• What to produce
Return each line of the entries that mentions the word "contains".

(Stored items)
--------------------------------------------------

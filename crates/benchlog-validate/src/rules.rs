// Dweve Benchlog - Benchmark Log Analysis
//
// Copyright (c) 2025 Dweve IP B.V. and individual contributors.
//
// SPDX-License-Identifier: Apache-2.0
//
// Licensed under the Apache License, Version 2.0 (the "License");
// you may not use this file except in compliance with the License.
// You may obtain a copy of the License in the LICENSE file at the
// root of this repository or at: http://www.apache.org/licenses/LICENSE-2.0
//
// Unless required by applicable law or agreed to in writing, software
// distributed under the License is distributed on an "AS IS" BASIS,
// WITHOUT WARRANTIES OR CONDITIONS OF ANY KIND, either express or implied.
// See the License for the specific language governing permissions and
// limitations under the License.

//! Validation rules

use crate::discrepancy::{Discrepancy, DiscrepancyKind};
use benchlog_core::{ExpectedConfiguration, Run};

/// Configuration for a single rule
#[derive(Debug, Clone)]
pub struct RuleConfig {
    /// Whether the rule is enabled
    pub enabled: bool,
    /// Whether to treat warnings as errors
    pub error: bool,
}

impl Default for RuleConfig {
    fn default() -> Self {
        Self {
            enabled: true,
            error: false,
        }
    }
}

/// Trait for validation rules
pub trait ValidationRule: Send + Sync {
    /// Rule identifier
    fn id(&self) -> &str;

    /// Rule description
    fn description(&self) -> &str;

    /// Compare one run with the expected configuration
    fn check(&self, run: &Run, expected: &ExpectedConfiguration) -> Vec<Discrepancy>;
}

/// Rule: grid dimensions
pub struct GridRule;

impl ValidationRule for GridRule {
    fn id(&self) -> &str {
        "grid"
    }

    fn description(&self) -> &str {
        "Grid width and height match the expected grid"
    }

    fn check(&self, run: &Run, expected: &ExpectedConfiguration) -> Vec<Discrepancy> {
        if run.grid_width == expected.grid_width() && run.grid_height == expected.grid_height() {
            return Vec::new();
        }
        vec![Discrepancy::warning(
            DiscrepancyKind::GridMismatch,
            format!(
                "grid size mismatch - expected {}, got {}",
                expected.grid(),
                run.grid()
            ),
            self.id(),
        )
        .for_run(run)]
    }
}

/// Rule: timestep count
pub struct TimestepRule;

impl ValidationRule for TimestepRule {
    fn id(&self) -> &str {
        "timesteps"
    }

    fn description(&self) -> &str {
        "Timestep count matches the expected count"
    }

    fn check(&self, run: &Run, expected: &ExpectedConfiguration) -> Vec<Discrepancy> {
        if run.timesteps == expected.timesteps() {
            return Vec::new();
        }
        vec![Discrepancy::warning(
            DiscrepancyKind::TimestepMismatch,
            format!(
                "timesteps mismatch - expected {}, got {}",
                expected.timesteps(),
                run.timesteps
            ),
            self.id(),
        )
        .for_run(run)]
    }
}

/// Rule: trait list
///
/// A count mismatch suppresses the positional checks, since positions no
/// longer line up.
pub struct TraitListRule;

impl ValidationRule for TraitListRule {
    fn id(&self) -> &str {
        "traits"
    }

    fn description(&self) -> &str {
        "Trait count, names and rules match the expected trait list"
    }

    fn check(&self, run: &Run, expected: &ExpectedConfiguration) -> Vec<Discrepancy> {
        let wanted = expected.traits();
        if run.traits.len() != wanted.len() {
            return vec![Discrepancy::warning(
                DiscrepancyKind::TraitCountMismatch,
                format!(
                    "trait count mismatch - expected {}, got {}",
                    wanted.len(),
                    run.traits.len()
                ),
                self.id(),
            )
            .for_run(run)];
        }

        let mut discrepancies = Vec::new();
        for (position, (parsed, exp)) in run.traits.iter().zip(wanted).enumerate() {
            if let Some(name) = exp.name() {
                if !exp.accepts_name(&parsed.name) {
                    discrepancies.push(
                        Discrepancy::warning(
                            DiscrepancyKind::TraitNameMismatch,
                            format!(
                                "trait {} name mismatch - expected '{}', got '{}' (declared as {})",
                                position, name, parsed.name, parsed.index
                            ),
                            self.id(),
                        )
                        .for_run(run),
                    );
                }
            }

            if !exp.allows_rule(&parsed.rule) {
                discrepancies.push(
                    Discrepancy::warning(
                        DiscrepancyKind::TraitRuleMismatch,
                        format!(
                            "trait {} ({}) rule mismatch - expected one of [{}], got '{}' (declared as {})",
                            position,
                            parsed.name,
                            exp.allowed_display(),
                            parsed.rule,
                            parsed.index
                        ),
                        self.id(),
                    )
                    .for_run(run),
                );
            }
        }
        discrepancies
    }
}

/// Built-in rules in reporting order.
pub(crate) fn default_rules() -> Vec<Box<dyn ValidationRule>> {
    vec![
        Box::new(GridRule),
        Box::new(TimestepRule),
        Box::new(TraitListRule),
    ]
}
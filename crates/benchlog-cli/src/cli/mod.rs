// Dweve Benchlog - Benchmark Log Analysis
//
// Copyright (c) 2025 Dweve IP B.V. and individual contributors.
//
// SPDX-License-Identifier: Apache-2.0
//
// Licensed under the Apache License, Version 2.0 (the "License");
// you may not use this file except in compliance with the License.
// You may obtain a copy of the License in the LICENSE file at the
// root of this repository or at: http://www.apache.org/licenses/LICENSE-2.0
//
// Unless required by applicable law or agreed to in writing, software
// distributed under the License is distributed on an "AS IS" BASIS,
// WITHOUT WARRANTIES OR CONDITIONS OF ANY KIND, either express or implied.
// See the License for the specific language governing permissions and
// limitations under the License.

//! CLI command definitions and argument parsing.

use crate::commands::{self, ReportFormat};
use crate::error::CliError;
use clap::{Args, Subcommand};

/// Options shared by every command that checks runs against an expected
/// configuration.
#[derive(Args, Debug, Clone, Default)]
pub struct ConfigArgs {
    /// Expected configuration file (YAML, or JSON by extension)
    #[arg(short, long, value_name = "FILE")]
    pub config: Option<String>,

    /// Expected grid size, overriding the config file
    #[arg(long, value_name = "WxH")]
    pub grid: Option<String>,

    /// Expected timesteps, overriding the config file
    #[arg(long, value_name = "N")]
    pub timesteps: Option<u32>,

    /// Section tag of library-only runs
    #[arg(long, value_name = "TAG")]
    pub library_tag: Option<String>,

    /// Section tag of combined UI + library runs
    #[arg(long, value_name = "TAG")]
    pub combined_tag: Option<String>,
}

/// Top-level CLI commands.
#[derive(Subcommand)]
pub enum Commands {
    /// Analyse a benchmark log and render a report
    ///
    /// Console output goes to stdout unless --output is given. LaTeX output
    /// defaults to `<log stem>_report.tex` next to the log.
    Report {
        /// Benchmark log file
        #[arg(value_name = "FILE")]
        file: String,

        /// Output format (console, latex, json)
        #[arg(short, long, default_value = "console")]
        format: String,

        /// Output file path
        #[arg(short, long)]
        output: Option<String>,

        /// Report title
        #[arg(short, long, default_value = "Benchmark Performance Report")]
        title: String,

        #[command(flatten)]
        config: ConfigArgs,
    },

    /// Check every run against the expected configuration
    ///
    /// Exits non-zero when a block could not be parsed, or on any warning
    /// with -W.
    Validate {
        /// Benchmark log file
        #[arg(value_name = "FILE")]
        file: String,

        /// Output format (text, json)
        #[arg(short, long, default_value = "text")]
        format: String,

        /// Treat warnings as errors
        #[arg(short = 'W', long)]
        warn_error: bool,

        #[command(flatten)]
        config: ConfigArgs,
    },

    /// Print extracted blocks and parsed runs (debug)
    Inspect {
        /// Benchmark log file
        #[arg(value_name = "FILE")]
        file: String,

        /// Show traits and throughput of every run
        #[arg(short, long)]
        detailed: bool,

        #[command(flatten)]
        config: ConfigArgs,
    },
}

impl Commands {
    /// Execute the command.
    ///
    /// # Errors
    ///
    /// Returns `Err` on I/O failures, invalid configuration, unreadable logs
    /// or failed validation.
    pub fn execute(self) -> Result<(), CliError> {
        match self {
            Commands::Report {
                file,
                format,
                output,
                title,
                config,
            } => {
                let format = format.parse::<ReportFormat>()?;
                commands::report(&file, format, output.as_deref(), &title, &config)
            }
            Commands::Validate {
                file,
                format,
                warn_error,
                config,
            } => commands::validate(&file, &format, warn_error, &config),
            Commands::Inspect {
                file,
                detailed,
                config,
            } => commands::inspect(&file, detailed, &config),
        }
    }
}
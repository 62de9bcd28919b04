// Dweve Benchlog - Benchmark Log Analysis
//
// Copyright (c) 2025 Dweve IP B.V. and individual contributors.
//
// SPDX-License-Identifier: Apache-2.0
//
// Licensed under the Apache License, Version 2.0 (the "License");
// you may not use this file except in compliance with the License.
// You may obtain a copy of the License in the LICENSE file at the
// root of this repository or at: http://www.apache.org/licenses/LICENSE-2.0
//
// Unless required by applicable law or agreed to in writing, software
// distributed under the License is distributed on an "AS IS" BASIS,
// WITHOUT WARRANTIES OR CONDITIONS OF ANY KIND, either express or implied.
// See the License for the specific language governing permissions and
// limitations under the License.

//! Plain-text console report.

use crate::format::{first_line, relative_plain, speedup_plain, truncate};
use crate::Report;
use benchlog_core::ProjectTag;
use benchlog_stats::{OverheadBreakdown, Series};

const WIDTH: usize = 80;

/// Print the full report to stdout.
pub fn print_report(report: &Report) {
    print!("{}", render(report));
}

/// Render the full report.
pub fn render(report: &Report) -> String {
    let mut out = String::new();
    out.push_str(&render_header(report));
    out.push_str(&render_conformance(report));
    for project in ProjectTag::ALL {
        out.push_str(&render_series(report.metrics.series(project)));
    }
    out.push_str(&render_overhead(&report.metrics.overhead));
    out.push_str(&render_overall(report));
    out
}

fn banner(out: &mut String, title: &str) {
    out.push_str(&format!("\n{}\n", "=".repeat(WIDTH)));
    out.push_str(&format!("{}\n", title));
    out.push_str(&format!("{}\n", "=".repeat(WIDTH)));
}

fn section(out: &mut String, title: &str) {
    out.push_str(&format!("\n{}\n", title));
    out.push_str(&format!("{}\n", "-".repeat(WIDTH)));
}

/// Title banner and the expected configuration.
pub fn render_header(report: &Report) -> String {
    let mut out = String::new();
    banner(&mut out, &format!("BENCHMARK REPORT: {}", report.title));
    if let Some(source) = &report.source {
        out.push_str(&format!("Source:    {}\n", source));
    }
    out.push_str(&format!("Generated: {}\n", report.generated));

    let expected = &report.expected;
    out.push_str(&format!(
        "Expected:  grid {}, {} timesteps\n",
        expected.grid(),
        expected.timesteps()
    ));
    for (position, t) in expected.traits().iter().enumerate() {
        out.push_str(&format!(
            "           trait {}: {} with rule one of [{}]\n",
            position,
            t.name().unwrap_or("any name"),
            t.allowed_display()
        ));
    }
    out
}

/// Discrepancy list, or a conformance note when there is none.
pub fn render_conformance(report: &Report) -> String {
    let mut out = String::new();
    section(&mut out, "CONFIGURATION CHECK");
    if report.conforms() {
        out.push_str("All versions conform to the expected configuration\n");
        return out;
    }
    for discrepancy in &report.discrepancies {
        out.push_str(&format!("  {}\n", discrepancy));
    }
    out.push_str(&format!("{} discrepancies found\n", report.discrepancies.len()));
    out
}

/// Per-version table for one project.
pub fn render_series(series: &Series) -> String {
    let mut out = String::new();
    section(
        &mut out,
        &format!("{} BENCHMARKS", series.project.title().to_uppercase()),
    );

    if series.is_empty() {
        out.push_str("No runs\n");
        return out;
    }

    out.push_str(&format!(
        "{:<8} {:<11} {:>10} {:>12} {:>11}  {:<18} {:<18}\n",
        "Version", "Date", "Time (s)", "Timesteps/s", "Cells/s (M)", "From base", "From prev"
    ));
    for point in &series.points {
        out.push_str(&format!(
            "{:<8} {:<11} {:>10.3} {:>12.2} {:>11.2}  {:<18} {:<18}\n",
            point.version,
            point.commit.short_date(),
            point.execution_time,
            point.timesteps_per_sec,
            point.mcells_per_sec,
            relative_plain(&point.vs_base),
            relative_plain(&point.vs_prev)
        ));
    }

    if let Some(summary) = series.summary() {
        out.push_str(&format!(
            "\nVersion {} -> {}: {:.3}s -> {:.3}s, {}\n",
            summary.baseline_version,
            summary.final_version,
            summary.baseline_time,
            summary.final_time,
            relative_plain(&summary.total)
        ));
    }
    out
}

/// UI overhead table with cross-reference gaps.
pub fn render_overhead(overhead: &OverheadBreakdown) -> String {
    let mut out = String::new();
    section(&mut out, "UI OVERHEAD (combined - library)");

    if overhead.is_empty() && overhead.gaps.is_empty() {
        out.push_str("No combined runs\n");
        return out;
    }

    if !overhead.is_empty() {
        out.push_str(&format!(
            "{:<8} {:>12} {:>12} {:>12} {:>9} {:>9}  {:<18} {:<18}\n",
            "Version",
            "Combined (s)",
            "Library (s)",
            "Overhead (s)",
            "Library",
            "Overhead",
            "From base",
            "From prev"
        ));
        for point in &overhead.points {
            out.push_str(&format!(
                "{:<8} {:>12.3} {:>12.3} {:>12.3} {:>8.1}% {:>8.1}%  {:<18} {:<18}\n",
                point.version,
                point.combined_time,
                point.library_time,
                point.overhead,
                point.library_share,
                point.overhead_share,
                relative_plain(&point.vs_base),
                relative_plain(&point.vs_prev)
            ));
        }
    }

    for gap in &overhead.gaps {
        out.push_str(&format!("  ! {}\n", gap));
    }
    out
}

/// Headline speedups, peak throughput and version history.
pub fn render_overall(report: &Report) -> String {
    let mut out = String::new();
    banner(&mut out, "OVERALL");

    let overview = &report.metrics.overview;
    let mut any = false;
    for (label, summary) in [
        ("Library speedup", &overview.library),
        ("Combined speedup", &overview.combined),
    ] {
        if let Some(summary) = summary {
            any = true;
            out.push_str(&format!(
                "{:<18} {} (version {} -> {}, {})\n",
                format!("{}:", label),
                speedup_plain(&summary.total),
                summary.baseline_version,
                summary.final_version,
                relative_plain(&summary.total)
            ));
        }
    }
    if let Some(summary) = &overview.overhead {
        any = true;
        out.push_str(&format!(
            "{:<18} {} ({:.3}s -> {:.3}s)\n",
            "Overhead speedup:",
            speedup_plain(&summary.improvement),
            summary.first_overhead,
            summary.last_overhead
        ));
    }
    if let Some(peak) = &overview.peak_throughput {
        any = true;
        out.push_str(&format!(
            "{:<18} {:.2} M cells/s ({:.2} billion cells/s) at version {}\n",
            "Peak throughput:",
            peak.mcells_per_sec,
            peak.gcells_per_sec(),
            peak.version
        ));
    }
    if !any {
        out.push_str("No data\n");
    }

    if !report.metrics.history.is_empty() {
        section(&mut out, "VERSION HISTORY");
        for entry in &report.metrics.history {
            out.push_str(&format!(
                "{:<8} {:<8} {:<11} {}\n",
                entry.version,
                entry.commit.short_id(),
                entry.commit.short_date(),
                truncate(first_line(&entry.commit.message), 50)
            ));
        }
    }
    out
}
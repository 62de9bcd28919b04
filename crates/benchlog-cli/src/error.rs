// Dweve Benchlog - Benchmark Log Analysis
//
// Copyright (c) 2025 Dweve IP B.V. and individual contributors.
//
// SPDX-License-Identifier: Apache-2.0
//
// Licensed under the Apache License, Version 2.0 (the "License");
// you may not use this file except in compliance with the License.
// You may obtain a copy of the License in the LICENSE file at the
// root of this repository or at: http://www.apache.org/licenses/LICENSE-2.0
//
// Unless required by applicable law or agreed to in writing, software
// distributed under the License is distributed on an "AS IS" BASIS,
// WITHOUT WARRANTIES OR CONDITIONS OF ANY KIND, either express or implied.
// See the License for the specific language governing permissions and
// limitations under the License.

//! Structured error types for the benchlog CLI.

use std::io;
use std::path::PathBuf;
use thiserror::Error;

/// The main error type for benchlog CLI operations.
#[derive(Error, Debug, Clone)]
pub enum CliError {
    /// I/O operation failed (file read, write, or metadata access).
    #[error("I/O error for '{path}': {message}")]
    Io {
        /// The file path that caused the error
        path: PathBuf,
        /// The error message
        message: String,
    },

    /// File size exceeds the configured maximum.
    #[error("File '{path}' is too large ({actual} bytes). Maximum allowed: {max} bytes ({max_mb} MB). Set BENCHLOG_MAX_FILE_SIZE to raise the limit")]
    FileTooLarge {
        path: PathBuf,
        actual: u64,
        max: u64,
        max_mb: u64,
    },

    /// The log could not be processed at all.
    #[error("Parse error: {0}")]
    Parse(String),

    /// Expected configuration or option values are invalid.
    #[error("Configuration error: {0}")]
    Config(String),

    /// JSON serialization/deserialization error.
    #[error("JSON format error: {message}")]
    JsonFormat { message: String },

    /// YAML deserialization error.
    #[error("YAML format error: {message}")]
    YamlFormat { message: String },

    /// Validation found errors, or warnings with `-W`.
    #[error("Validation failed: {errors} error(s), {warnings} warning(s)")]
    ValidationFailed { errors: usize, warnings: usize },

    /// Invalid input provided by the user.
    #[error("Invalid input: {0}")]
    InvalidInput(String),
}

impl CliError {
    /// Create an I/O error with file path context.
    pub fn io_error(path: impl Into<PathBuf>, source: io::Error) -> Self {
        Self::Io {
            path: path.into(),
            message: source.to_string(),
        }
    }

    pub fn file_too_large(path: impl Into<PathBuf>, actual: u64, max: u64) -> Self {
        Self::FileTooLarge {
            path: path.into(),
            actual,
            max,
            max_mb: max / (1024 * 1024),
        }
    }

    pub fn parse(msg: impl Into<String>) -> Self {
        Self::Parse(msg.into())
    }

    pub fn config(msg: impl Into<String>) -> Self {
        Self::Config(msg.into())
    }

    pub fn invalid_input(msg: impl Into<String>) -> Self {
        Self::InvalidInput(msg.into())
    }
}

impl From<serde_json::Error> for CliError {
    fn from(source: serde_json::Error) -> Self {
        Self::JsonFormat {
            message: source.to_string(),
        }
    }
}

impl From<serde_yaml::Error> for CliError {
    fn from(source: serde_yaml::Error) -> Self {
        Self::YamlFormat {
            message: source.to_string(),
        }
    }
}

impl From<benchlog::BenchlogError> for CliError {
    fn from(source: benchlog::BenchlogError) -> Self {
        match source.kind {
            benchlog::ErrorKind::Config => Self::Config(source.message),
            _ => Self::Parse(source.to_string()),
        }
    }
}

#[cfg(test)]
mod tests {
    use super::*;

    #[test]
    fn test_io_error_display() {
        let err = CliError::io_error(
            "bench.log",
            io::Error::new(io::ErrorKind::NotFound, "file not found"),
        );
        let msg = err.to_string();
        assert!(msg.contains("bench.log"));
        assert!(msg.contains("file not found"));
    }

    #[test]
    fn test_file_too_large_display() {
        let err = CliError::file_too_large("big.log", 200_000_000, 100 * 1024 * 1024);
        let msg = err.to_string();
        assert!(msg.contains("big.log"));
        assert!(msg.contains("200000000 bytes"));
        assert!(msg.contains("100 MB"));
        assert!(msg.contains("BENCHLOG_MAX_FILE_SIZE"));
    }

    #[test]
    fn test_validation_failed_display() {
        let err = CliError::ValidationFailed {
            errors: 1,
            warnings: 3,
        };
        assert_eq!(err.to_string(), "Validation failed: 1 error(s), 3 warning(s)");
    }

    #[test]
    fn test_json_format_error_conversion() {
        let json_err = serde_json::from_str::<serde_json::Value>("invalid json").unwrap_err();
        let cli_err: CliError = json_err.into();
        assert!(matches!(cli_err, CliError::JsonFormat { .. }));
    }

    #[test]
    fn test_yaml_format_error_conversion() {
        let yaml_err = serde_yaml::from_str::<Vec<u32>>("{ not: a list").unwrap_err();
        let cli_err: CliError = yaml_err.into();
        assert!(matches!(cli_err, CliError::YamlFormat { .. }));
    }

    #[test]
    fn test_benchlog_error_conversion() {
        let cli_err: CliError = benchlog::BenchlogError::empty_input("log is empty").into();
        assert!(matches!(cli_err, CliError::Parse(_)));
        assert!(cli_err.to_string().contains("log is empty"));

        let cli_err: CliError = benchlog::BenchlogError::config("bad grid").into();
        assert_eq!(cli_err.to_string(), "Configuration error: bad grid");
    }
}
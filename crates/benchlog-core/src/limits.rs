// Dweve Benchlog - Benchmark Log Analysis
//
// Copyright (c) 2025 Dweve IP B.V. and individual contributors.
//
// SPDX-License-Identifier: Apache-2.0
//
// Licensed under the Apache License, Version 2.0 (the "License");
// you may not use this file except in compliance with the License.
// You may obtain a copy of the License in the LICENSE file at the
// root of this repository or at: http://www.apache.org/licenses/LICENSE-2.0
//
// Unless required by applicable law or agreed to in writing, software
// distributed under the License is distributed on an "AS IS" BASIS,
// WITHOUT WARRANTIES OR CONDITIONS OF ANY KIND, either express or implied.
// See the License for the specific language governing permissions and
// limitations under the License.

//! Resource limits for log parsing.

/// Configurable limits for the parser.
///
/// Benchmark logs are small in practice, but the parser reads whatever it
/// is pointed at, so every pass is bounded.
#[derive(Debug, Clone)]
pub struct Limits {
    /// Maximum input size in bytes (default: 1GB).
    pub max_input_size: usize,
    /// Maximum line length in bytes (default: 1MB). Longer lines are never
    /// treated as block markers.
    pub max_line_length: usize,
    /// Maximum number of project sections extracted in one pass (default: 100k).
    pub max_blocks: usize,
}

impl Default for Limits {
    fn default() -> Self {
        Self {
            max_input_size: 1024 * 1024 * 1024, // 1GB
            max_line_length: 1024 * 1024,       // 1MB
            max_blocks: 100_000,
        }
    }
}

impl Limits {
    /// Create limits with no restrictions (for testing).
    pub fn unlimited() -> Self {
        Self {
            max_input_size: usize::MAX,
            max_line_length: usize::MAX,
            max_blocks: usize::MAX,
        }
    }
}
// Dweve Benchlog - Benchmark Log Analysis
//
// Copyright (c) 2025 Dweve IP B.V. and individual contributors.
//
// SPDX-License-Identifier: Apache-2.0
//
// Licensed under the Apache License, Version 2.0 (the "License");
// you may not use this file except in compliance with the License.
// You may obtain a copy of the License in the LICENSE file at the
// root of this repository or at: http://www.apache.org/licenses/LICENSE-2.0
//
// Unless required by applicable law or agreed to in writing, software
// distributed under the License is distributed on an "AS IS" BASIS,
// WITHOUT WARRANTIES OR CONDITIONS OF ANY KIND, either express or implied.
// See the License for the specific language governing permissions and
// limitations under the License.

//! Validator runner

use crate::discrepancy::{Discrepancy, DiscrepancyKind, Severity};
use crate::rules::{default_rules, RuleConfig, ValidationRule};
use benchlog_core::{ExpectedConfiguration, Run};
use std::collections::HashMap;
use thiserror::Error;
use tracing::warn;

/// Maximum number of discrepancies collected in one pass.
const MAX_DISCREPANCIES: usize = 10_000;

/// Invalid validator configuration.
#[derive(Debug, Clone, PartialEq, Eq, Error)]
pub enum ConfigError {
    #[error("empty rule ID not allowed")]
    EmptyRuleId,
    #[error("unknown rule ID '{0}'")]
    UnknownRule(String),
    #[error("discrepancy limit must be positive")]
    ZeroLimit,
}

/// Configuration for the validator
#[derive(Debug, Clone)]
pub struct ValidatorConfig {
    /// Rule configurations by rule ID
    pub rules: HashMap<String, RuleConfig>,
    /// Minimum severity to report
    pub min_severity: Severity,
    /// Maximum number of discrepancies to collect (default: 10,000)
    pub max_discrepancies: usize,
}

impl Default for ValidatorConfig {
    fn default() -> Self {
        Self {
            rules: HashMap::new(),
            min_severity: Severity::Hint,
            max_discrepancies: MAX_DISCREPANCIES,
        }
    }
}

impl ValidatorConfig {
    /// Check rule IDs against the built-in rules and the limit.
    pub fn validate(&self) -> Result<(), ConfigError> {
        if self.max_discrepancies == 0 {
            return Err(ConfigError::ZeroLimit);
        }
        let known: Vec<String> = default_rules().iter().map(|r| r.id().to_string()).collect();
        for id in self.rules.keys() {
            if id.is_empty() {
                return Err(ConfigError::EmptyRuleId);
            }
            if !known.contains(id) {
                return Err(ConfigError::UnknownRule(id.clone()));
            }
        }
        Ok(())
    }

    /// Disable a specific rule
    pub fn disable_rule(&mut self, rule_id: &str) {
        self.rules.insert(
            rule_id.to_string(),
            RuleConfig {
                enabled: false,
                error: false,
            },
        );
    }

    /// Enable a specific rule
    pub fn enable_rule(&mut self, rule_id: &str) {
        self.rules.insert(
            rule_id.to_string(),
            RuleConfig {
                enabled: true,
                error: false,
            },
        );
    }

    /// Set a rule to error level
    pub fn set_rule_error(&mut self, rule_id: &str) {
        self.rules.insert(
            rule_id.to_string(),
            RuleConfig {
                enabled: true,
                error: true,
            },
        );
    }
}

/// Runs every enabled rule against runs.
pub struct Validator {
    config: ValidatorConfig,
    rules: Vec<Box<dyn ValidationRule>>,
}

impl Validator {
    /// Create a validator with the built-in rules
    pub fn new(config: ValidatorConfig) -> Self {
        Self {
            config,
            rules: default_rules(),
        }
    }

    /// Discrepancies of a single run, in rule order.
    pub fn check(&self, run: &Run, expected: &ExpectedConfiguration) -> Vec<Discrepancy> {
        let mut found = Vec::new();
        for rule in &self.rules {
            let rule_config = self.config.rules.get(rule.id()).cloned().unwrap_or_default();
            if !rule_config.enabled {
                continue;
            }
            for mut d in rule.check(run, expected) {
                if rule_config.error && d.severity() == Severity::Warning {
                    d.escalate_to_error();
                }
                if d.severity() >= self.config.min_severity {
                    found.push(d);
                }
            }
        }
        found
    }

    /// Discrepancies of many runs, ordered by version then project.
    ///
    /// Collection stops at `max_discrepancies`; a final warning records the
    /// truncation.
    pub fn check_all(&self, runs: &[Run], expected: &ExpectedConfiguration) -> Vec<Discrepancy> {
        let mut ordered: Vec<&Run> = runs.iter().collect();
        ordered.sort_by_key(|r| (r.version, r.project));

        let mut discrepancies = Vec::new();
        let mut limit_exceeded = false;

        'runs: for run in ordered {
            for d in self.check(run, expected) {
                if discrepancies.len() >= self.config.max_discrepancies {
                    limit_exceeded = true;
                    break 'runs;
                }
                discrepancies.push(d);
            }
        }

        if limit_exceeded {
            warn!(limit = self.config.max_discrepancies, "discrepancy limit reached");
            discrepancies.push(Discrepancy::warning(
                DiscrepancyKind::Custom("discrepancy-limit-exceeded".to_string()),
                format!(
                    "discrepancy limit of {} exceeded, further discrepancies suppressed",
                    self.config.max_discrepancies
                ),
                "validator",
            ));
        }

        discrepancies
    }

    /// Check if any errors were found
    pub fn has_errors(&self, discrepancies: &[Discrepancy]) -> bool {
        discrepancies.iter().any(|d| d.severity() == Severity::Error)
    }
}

--------------------------------------------------

• Completed exercise
        assert!(msg.contains("bench.log"));
        assert!(msg.contains("file not found"));
        assert!(msg.contains("big.log"));
        assert!(msg.contains("200000000 bytes"));
        assert!(msg.contains("100 MB"));
        assert!(msg.contains("BENCHLOG_MAX_FILE_SIZE"));
        assert!(cli_err.to_string().contains("log is empty"));
            if !known.contains(id) {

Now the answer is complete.